(Collection entries)

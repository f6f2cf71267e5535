use color_eyre::eyre::{eyre, Result};
use std::time::Duration;
use tracing_subscriber::EnvFilter;

use quorumkv_local_cluster::Cluster;
use quorumkv_raft::msg::NodeId;
use quorumkv_raft::RaftConfig;

/// Runs a three node cluster, fails its leader and shows the cluster
/// carrying on.
#[tokio::main]
async fn main() -> Result<()> {
    color_eyre::install()?;
    tracing_subscriber::fmt()
        .with_env_filter(
            EnvFilter::try_from_default_env().unwrap_or_else(|_| EnvFilter::new("info")),
        )
        .init();

    let mut cluster = Cluster::new(3, RaftConfig::default()).await?;
    let leader = wait_for_leader(&cluster).await?;
    let handle = cluster
        .handle(leader)
        .ok_or_else(|| eyre!("leader {leader} is gone"))?;

    for (key, value) in [("alpha", "1"), ("beta", "2"), ("gamma", "3")] {
        let response = handle.set(key, value).await?;
        tracing::info!(key, value, index = response.index, "Committed");
    }

    tracing::info!(node_id = leader, "Disconnecting leader");
    cluster.disconnect(leader).await;
    tokio::time::sleep(Duration::from_secs(1)).await;
    let new_leader = wait_for_leader(&cluster).await?;
    let handle = cluster
        .handle(new_leader)
        .ok_or_else(|| eyre!("leader {new_leader} is gone"))?;
    handle.set("alpha", "10").await?;

    cluster.heal().await;
    tokio::time::sleep(Duration::from_secs(1)).await;

    let value = handle.read("alpha").await?;
    tracing::info!(node_id = new_leader, ?value, "Read alpha");
    for summary in cluster.summaries().await? {
        tracing::info!(
            node_id = summary.id,
            role = %summary.raft.role,
            term = summary.raft.current_term,
            commit_index = summary.raft.commit_index,
            "Node state"
        );
    }
    Ok(())
}

async fn wait_for_leader(cluster: &Cluster) -> Result<NodeId> {
    for _ in 0..50 {
        for summary in cluster.summaries().await? {
            if summary.raft.is_leader() && !summary.is_disconnected {
                return Ok(summary.id);
            }
        }
        tokio::time::sleep(Duration::from_millis(100)).await;
    }
    Err(eyre!("no leader elected"))
}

## GOAL OF THE EXERCISE
Copy the records above, keeping each line identical.

## RESPONSE TO THE EXERCISE
repository f6f2cf71267e5535
use color_eyre::eyre::{eyre, Result};
use std::time::Duration;
use tracing_subscriber::EnvFilter;

use quorumkv_local_cluster::Cluster;
use quorumkv_raft::msg::NodeId;
use quorumkv_raft::RaftConfig;

/// Runs a three node cluster, fails its leader and shows the cluster
/// carrying on.
#[tokio::main]
async fn main() -> Result<()> {
    color_eyre::install()?;
    tracing_subscriber::fmt()
        .with_env_filter(
            EnvFilter::try_from_default_env().unwrap_or_else(|_| EnvFilter::new("info")),
        )
        .init();

    let mut cluster = Cluster::new(3, RaftConfig::default()).await?;
    let leader = wait_for_leader(&cluster).await?;
    let handle = cluster
        .handle(leader)
        .ok_or_else(|| eyre!("leader {leader} is gone"))?;

    for (key, value) in [("alpha", "1"), ("beta", "2"), ("gamma", "3")] {
        let response = handle.set(key, value).await?;
        tracing::info!(key, value, index = response.index, "Committed");
    }

    tracing::info!(node_id = leader, "Disconnecting leader");
    cluster.disconnect(leader).await;
    tokio::time::sleep(Duration::from_secs(1)).await;
    let new_leader = wait_for_leader(&cluster).await?;
    let handle = cluster
        .handle(new_leader)
        .ok_or_else(|| eyre!("leader {new_leader} is gone"))?;
    handle.set("alpha", "10").await?;

    cluster.heal().await;
    tokio::time::sleep(Duration::from_secs(1)).await;

    let value = handle.read("alpha").await?;
    tracing::info!(node_id = new_leader, ?value, "Read alpha");
    for summary in cluster.summaries().await? {
        tracing::info!(
            node_id = summary.id,
            role = %summary.raft.role,
            term = summary.raft.current_term,
            commit_index = summary.raft.commit_index,
            "Node state"
        );
    }
    Ok(())
}

async fn wait_for_leader(cluster: &Cluster) -> Result<NodeId> {
    for _ in 0..50 {
        for summary in cluster.summaries().await? {
            if summary.raft.is_leader() && !summary.is_disconnected {
                return Ok(summary.id);
            }
        }
        tokio::time::sleep(Duration::from_millis(100)).await;
    }
    Err(eyre!("no leader elected"))
}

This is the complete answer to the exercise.